Passer de la décolonisation à l’indigénisation : aperçus de l’activiste des musées Armando Perla
« Pour moi, une personne qui dit vouloir “décoloniser” son musée est de mauvais augure », déclare Armando Perla de Toronto, un conservateur qui milite en faveur des musées. Il a d’ailleurs prononcé un discours des plus éloquents lors de la Conférence de la Fiducie nationale 2022.
« Les institutions ont été bâties pour ancrer les modèles d’action et de pensée coloniaux, elles ne sont pas en mesure de le faire. Puawai Cairns, originaire de Nouvelle-Zélande, est celle qui a le mieux décrit la situation en déclarant que la seule chose que nous puissions faire à ce stade est de faire des musées des espaces moins dommageables. Il faut passer de la décolonisation à l’autochtonisation. »

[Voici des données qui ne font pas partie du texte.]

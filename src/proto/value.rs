//! Dynamic tagged values: the tree representation the wire codec works on.

use std::collections::BTreeMap;

/// A dynamic protobuf value. Owned all the way down; dropping the root
/// releases the whole tree.
#[derive(Debug, Clone, PartialEq)]
pub enum Value {
    /// Raw varint payload (int32/64, uint32/64, sint32/64, bool, enum).
    /// Signedness interpretation is left to the caller.
    Varint(u64),
    /// Raw 64-bit payload (double, fixed64, sfixed64).
    Fixed64(u64),
    /// Raw 32-bit payload (float, fixed32, sfixed32).
    Fixed32(u32),
    /// Length-delimited payload (string and bytes both land here).
    Bytes(Vec<u8>),
    /// Nested message, fields keyed by tag.
    Message(BTreeMap<u32, Value>),
    /// Repeated field elements in insertion order.
    Repeated(Vec<Value>),
}

impl Value {
    /// Build a string value.
    pub fn string(s: &str) -> Value {
        Value::Bytes(s.as_bytes().to_vec())
    }

    /// Build an empty message value.
    pub fn message() -> Value {
        Value::Message(BTreeMap::new())
    }

    pub fn as_varint(&self) -> Option<u64> {
        match self {
            Value::Varint(v) => Some(*v),
            _ => None,
        }
    }

    pub fn as_fixed64(&self) -> Option<u64> {
        match self {
            Value::Fixed64(v) => Some(*v),
            _ => None,
        }
    }

    pub fn as_fixed32(&self) -> Option<u32> {
        match self {
            Value::Fixed32(v) => Some(*v),
            _ => None,
        }
    }

    pub fn as_bytes(&self) -> Option<&[u8]> {
        match self {
            Value::Bytes(b) => Some(b),
            _ => None,
        }
    }

    /// Bytes reinterpreted as UTF-8, for string fields.
    pub fn as_str(&self) -> Option<&str> {
        match self {
            Value::Bytes(b) => std::str::from_utf8(b).ok(),
            _ => None,
        }
    }

    pub fn as_message(&self) -> Option<&BTreeMap<u32, Value>> {
        match self {
            Value::Message(m) => Some(m),
            _ => None,
        }
    }

    pub fn as_repeated(&self) -> Option<&[Value]> {
        match self {
            Value::Repeated(v) => Some(v),
            _ => None,
        }
    }

    /// Double stored in a fixed64 payload.
    pub fn as_f64(&self) -> Option<f64> {
        self.as_fixed64().map(f64::from_bits)
    }

    /// Float stored in a fixed32 payload.
    pub fn as_f32(&self) -> Option<f32> {
        self.as_fixed32().map(f32::from_bits)
    }

    /// Insert a field into a message value; no-op on other variants.
    pub fn set(&mut self, tag: u32, value: Value) {
        if let Value::Message(fields) = self {
            fields.insert(tag, value);
        }
    }

    /// Field lookup on a message value.
    pub fn get(&self, tag: u32) -> Option<&Value> {
        self.as_message().and_then(|m| m.get(&tag))
    }
}
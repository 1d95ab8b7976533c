//! typemq - a schema-aware MQTT broker.

use std::path::Path;
use std::sync::Arc;

use log::{error, info, warn};

use typemq::config::Config;
use typemq::registry::SchemaRegistry;
use typemq::server::Server;

const HELP: &str = "\
typemq - Schema-aware MQTT broker

Usage: typemq [OPTIONS]

Options:
  -c, --config <FILE>     Config file path (default: typemq.toml)
  -h, --help              Show this help message

The config file is TOML. Any setting can be overridden through the
environment with a TYPEMQ__ prefix and __ between nesting levels:

  TYPEMQ__SERVER__BIND=0.0.0.0:1884
  TYPEMQ__SCHEMA__DIR=/etc/typemq/schemas
  TYPEMQ__LOG__LEVEL=debug
";

fn usage_error(msg: &str) -> ! {
    eprintln!("{}", msg);
    eprintln!("Use --help for usage information");
    std::process::exit(1);
}

/// Returns the config file path. Everything else lives in the config file
/// or the environment.
fn parse_args() -> String {
    let mut config_path = None;

    let mut args = std::env::args().skip(1);
    while let Some(arg) = args.next() {
        match arg.as_str() {
            "-h" | "--help" => {
                print!("{}", HELP);
                std::process::exit(0);
            }
            "-c" | "--config" => match args.next() {
                Some(path) => config_path = Some(path),
                None => usage_error("Error: -c requires a file path"),
            },
            other => usage_error(&format!("Unknown argument: {}", other)),
        }
    }

    config_path.unwrap_or_else(|| "typemq.toml".to_string())
}

fn main() {
    let config_path = parse_args();

    let config = match Config::load(&config_path) {
        Ok(c) => c,
        Err(e) => {
            eprintln!("Failed to load configuration: {}", e);
            std::process::exit(1);
        }
    };

    env_logger::Builder::from_env(
        env_logger::Env::default().default_filter_or(&config.log.level),
    )
    .init();

    // Load schemas before the listener comes up so discovery answers are
    // complete from the first connection on.
    let mut registry = SchemaRegistry::new(Path::new(&config.schema.dir));
    match registry.load_from_directory() {
        Ok(loaded) => info!(
            "loaded {} schema files from {} ({} message types)",
            loaded,
            config.schema.dir,
            registry.schema_count()
        ),
        Err(e) => warn!("schema directory {}: {}", config.schema.dir, e),
    }

    for binding in &config.schema.bindings {
        match registry.bind_topic(&binding.topic, &binding.message_type) {
            Ok(()) => info!("bound topic {} to {}", binding.topic, binding.message_type),
            Err(e) => warn!("skipping binding for {}: {}", binding.topic, e),
        }
    }

    let config = Arc::new(config);

    let mut server = match Server::new(config, registry) {
        Ok(s) => s,
        Err(e) => {
            error!("Failed to start server: {}", e);
            std::process::exit(1);
        }
    };

    if let Err(e) = server.run() {
        error!("Server error: {}", e);
        std::process::exit(1);
    }
}
use ahash::AHashMap;
use bytes::Bytes;
use log::{debug, info, warn};
use mio::net::{TcpListener, TcpStream};
use mio::{Events, Interest, Poll, Token};

use crate::client::{Connection, ConnectionState, ReadOutcome};
use crate::config::Config;
use crate::error::{ProtocolError, Result};
use crate::metrics::BrokerMetrics;
use crate::packet::{
    self, Connack, ConnackCode, Packet, Publish, QoS, Suback, Subscribe, Unsubscribe,
};
use crate::proto::{decode_message, encode_message};
use crate::registry::{SchemaRegistry, DISCOVERY_REQUEST_TOPIC, DISCOVERY_RESPONSE_TOPIC};
use crate::session::Session;
use crate::subscription::{ClientId, SubscriptionStore};

/// Token for the listener socket; client slots map to `Token(slot + 1)`.
const LISTENER: Token = Token(0);

/// Poll batch timeout: a pure liveness tick for keep-alive and cleanup.
const POLL_TIMEOUT: Duration = Duration::from_millis(10);

fn token_for(slot: ClientId) -> Token {
    Token(slot + 1)
}

fn slot_for(token: Token) -> ClientId {
    token.0 - 1
}

/// The MQTT broker server.
pub struct Server {
    poll: Poll,
    listener: TcpListener,
    /// Sparse connection table. A slot keeps its index for the lifetime of
    /// the connection; freed slots are reused before the table grows.
    conns: Vec<Option<Connection>>,
    free_slots: Vec<ClientId>,
    /// MQTT sessions by connection slot.
    sessions: AHashMap<ClientId, Session>,
    subscriptions: SubscriptionStore,
    registry: SchemaRegistry,
    metrics: Arc<BrokerMetrics>,
    config: Arc<Config>,
    /// Reusable fan-out frame buffer.
    encode_buf: Vec<u8>,
    /// Reusable subscriber-matching buffer.
    subscriber_buf: Vec<ClientId>,
}
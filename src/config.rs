//! Broker configuration.
//!
//! Supports configuration from:
//! - TOML file (default: `typemq.toml`)
//! - Environment variables with `TYPEMQ__` prefix (double underscore nesting)
//! - In-file variable substitution: `${VAR}` or `${VAR:-default}`
//!
//! Environment variable examples:
//! - `TYPEMQ__SERVER__BIND=0.0.0.0:1884`
//! - `TYPEMQ__SCHEMA__DIR=/etc/typemq/schemas`
//! - `TYPEMQ__LOG__LEVEL=debug`

use std::net::SocketAddr;
use std::path::Path;

use config::{Environment, File, FileFormat};
use regex::Regex;
use serde::Deserialize;

/// Default maximum MQTT packet size (1MB).
pub const DEFAULT_MAX_PACKET_SIZE: usize = 1024 * 1024;

/// Default per-connection read buffer capacity (4KB).
pub const DEFAULT_READ_BUFFER_SIZE: usize = 4096;

/// Default per-connection pending-write soft cap (1MB).
pub const DEFAULT_WRITE_BUFFER_SIZE: usize = 1024 * 1024;

/// Expand `${VAR}` and `${VAR:-default}` references against the process
/// environment. An unset variable without a default expands to the empty
/// string.
fn expand_env_refs(content: &str) -> String {
    let pattern = Regex::new(r"\$\{(?P<var>[^}:]+)(:-(?P<default>[^}]*))?\}").unwrap();
    pattern
        .replace_all(content, |caps: &regex::Captures| {
            let fallback = caps.name("default").map_or("", |m| m.as_str());
            env_or(&caps["var"], fallback)
        })
        .into_owned()
}

fn env_or(var: &str, fallback: &str) -> String {
    match std::env::var(var) {
        Ok(value) => value,
        Err(_) => fallback.to_string(),
    }
}

/// Root configuration structure.
#[derive(Debug, Clone, Default, Deserialize)]
#[serde(default)]
pub struct Config {
    pub log: LogConfig,
    pub server: ServerConfig,
    pub limits: LimitsConfig,
    pub schema: SchemaConfig,
}

/// Logging configuration.
#[derive(Debug, Clone, Deserialize)]
#[serde(default)]
pub struct LogConfig {
    /// Log level: error, warn, info, debug, trace.
    #[serde(default = "default_log_level")]
    pub level: String,
}

fn default_log_level() -> String {
    "info".to_string()
}

impl Default for LogConfig {
    fn default() -> Self {
        Self {
            level: default_log_level(),
        }
    }
}

/// Server configuration.
#[derive(Debug, Clone, Deserialize)]
#[serde(default)]
pub struct ServerConfig {
    /// TCP bind address.
    #[serde(default = "default_bind")]
    pub bind: SocketAddr,
}

fn default_bind() -> SocketAddr {
    "0.0.0.0:1883".parse().unwrap()
}

impl Default for ServerConfig {
    fn default() -> Self {
        Self {
            bind: default_bind(),
        }
    }
}

/// Buffer and packet limits.
#[derive(Debug, Clone, Deserialize)]
#[serde(default)]
pub struct LimitsConfig {
    /// Maximum MQTT packet size in bytes; larger frames close the connection.
    #[serde(default = "default_max_packet_size")]
    pub max_packet_size: usize,

    /// Per-connection read buffer capacity. A frame that cannot fit closes
    /// the connection (buffer overflow policy).
    #[serde(default = "default_read_buffer_size")]
    pub read_buffer_size: usize,

    /// Per-connection pending-write soft cap. Deliveries beyond it are
    /// dropped (QoS 0).
    #[serde(default = "default_write_buffer_size")]
    pub write_buffer_size: usize,
}

fn default_max_packet_size() -> usize {
    DEFAULT_MAX_PACKET_SIZE
}
fn default_read_buffer_size() -> usize {
    DEFAULT_READ_BUFFER_SIZE
}
fn default_write_buffer_size() -> usize {
    DEFAULT_WRITE_BUFFER_SIZE
}

impl Default for LimitsConfig {
    fn default() -> Self {
        Self {
            max_packet_size: DEFAULT_MAX_PACKET_SIZE,
            read_buffer_size: DEFAULT_READ_BUFFER_SIZE,
            write_buffer_size: DEFAULT_WRITE_BUFFER_SIZE,
        }
    }
}

/// Schema registry configuration.
#[derive(Debug, Clone, Deserialize)]
#[serde(default)]
pub struct SchemaConfig {
    /// Directory of `*.proto` files loaded at startup.
    #[serde(default = "default_schema_dir")]
    pub dir: String,

    /// Strict mode: reject a PUBLISH whose payload fails to decode against
    /// the topic's bound schema. Off by default: decode failures are logged
    /// and the message is routed anyway.
    #[serde(default)]
    pub validate_publish: bool,

    /// Startup topic-to-type bindings.
    #[serde(default)]
    pub bindings: Vec<TopicBindingConfig>,
}

fn default_schema_dir() -> String {
    "schemas".to_string()
}

impl Default for SchemaConfig {
    fn default() -> Self {
        Self {
            dir: default_schema_dir(),
            validate_publish: false,
            bindings: Vec::new(),
        }
    }
}

/// One startup topic binding.
#[derive(Debug, Clone, Deserialize)]
pub struct TopicBindingConfig {
    pub topic: String,
    pub message_type: String,
}

impl Config {
    /// Load configuration from a TOML file plus environment overrides. A
    /// missing file falls back to defaults; env vars still apply.
    pub fn load(path: &str) -> Result<Self, config::ConfigError> {
        let mut builder = config::Config::builder();

        if Path::new(path).exists() {
            let content = std::fs::read_to_string(path)
                .map_err(|e| config::ConfigError::Message(format!("{}: {}", path, e)))?;
            let substituted = expand_env_refs(&content);
            builder = builder.add_source(File::from_str(&substituted, FileFormat::Toml));
        }

        builder = builder.add_source(
            Environment::with_prefix("TYPEMQ")
                .separator("__")
                .try_parsing(true),
        );

        builder.build()?.try_deserialize()
    }
}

Perla a grandi au Salvador et s’identifie comme une personne métisse queer d’origine nahua et européenne. C’est à la fin des années 1990 que M. Perla est arrivé sur le territoire du Traité no1, au cœur de la nation métisse. Il fuyait la violence coloniale qui se manifestait sous forme d’homophobie. Avocat de formation dans le domaine des droits de la personne, le destin, selon ses dires, a fait d’Armando Perla un professionnel des musées. Il a passé les 15 dernières années à mettre au point des pratiques démocratiques et fondées sur les droits de la personne dans le secteur muséal. Il a œuvré pour la Ville de Medellin, en Colombie, été membre fondateur du Musée canadien des droits de la personne, et a travaillé pour le Swedish Museum of Migration and Democracy et les Toronto History Museums. M. Perla assume la vice-présidence du conseil d’administration de l’Association des musées canadiens, une organisation qui a entrepris un travail difficile et transformateur, notamment avec son nouveau rapport ambitieux, Portés à l’action : Appliquer la DNUDPA dans les musées canadiens.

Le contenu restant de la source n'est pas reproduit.